CATALYSIS OF LIPID OXIDATION: A STUDY OF MULLET (Mugil cephalus) DARK FLESH AND EMULSION MODEL SYSTEM

Abstract

ABSTRACTThe dark flesh of mullet (Mugil cephalus) was compared with beef muscle for total iron, total hemoprotein, and total nonheme iron. Mullet dark flesh contained 57.3 ppm iron, over twice the amount in beef, 26.0 ppm. Total possible nonheme iron content of mullet dark flesh ranged from 56–75%, compared to 11–29% for beef. In a linoleate emulsion model system, mullet dark flesh homogenate was analyzed for heme and nonheme iron activity as lipid oxidation catalysts. Addition of ascorbic acid, EDTA, and cyanide, at different pH levels, indicated the nature of the catalyses. Of the additives, cyanide yielded the strongest inhibition on a molar basis.
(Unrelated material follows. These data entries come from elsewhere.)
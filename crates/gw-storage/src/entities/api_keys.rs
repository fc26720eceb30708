use rust_decimal::Decimal;
use sea_orm::entity::prelude::*;
use time::OffsetDateTime;

#[sea_orm::model]
#[derive(Clone, Debug, PartialEq, DeriveEntityModel)]
#[sea_orm(table_name = "api_keys")]
pub struct Model {
    #[sea_orm(primary_key)]
    pub id: i64,
    pub user_id: i64,
    #[sea_orm(unique_key = "api_key_token")]
    pub token: String,
    pub provider_group_allowlist_json: Option<Json>,
    pub cache_ttl_preference: String,
    pub can_login_web_ui: bool,
    pub is_enabled: bool,
    pub five_hour_cost_limit: Option<Decimal>,
    pub daily_cost_limit: Option<Decimal>,
    pub daily_reset_mode: Option<String>,
    pub daily_reset_time: Option<String>,
    pub weekly_cost_limit: Option<Decimal>,
    pub monthly_cost_limit: Option<Decimal>,
    pub total_cost_limit: Option<Decimal>,
    pub concurrent_session_limit: Option<i32>,
    pub created_at: OffsetDateTime,
    pub updated_at: OffsetDateTime,
    pub deleted_at: Option<OffsetDateTime>,
    #[sea_orm(belongs_to, from = "user_id", to = "id", on_delete = "Cascade")]
    pub user: HasOne<super::users::Entity>,
}

impl ActiveModelBehavior for ActiveModel {}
Based on the criteria of other researchers, these data suggest that heme iron is the major catalyst of lipid oxidation in mullet flesh. The rates of O2 uptake by mullet dark flesh homogenate and by Fe/EDTA increased with increasing acidity, rather than exhibiting a previously reported peak at pH 5.5. The latter appears to be a phenomenon of limited occurrence rather than a general test criteria. In light of this finding, the nature and nomenclature of biological nonheme iron is discussed.